◆ **TASK BRIEF**
Search the entries for the word "match" and return every line where it is found.
[[ INFORMATION GIVEN, beginning ]]
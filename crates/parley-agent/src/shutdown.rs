// SPDX-FileCopyrightText: 2026 Parley Contributors
// SPDX-License-Identifier: MIT OR Apache-2.0

//! Graceful shutdown coordination with signal handling.
//!
//! SIGTERM and SIGINT (Ctrl+C) cancel a [`CancellationToken`] watched by the
//! agent loop and the refill scheduler. In-flight turns are drained before
//! the process exits.

use std::time::Duration;

use tokio_util::task::TaskTracker;
use tokio_util::sync::CancellationToken;
use tracing::{debug, error, info, warn};

/// Installs signal handlers for SIGTERM and SIGINT.
///
/// Returns a token that is cancelled when either signal arrives.
pub fn install_signal_handler() -> CancellationToken {
    let token = CancellationToken::new();
    let token_clone = token.clone();

    tokio::spawn(async move {
        let ctrl_c = tokio::signal::ctrl_c();

        #[cfg(unix)]
        {
            use tokio::signal::unix::{SignalKind, signal};
            match signal(SignalKind::terminate()) {
                Ok(mut sigterm) => {
                    tokio::select! {
                        _ = ctrl_c => {
                            info!("received SIGINT (Ctrl+C), initiating shutdown");
                        }
                        _ = sigterm.recv() => {
                            info!("received SIGTERM, initiating shutdown");
                        }
                    }
                }
                Err(e) => {
                    error!(error = %e, "failed to install SIGTERM handler, only Ctrl+C is handled");
                    let _ = ctrl_c.await;
                    info!("received SIGINT (Ctrl+C), initiating shutdown");
                }
            }
        }

        #[cfg(not(unix))]
        {
            let _ = ctrl_c.await;
            info!("received Ctrl+C, initiating shutdown");
        }

        token_clone.cancel();
        debug!("shutdown signal handler completed");
    });

    token
}

/// Waits up to `timeout` for in-flight turns to finish.
pub async fn drain_tasks(tracker: &TaskTracker, timeout: Duration) {
    tracker.close();
    if tracker.is_empty() {
        info!("no in-flight turns to drain");
        return;
    }

    info!(count = tracker.len(), "waiting for in-flight turns to complete");
    match tokio::time::timeout(timeout, tracker.wait()).await {
        Ok(()) => info!("all in-flight turns completed"),
        Err(_) => warn!(
            remaining = tracker.len(),
            "drain timeout reached, abandoning in-flight turns"
        ),
    }
}
// SPDX-FileCopyrightText: 2026 Parley Contributors
// SPDX-License-Identifier: MIT OR Apache-2.0

//! Voice note download.

use parley_core::ParleyError;
use parley_core::types::{ChatKind, InboundContent};
use teloxide::net::Download;
use teloxide::prelude::*;
use teloxide::types::{FileMeta, Voice};
use tracing::debug;

/// Downloads a file from Telegram servers by its file metadata.
pub async fn download_file(bot: &Bot, file_meta: &FileMeta) -> Result<Vec<u8>, ParleyError> {
    let file = bot
        .get_file(file_meta.id.clone())
        .await
        .map_err(|e| ParleyError::Channel {
            message: format!("failed to get file info: {e}"),
            source: Some(Box::new(e)),
        })?;

    let mut buf = Vec::new();
    bot.download_file(&file.path, &mut buf)
        .await
        .map_err(|e| ParleyError::Channel {
            message: format!("failed to download file: {e}"),
            source: Some(Box::new(e)),
        })?;

    debug!(file_id = %file_meta.id, size = buf.len(), "downloaded file from Telegram");
    Ok(buf)
}

/// Voice content of a message. Group voice notes are not downloaded: the
/// pipeline refuses them without looking at the audio.
pub async fn voice_content(
    bot: &Bot,
    voice: &Voice,
    kind: ChatKind,
) -> Result<InboundContent, ParleyError> {
    let duration_secs = u32::try_from(voice.duration.seconds()).unwrap_or(u32::MAX);
    let data = match kind {
        ChatKind::Private => download_file(bot, &voice.file).await?,
        ChatKind::Group => Vec::new(),
    };
    Ok(InboundContent::Voice {
        data,
        duration_secs,
    })
}
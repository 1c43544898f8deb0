// SPDX-FileCopyrightText: 2026 Parley Contributors
// SPDX-License-Identifier: MIT OR Apache-2.0

//! Mock FX rate source.

use std::sync::atomic::{AtomicUsize, Ordering};

use async_trait::async_trait;
use chrono::Utc;
use parley_core::types::FxQuote;
use parley_core::{ParleyError, RateSource};

/// Returns a fixed rate stamped with the current time, or always fails.
pub struct MockRateSource {
    rate: Option<f64>,
    calls: AtomicUsize,
}

impl MockRateSource {
    pub fn new(rate: f64) -> Self {
        Self {
            rate: Some(rate),
            calls: AtomicUsize::new(0),
        }
    }

    /// A source whose every lookup fails.
    pub fn failing() -> Self {
        Self {
            rate: None,
            calls: AtomicUsize::new(0),
        }
    }

    pub fn calls(&self) -> usize {
        self.calls.load(Ordering::SeqCst)
    }
}

#[async_trait]
impl RateSource for MockRateSource {
    async fn current_rate(&self) -> Result<FxQuote, ParleyError> {
        self.calls.fetch_add(1, Ordering::SeqCst);
        match self.rate {
            Some(rate) => Ok(FxQuote {
                rate,
                as_of: Utc::now(),
            }),
            None => Err(ParleyError::Internal("rate source: mock outage".into())),
        }
    }
}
[[ INFORMATION GIVEN, end ]]
◆ **WRITTEN RESPONSE**
            match signal(SignalKind::terminate()) {
    match tokio::time::timeout(timeout, tracker.wait()).await {
    let data = match kind {
        match self.rate {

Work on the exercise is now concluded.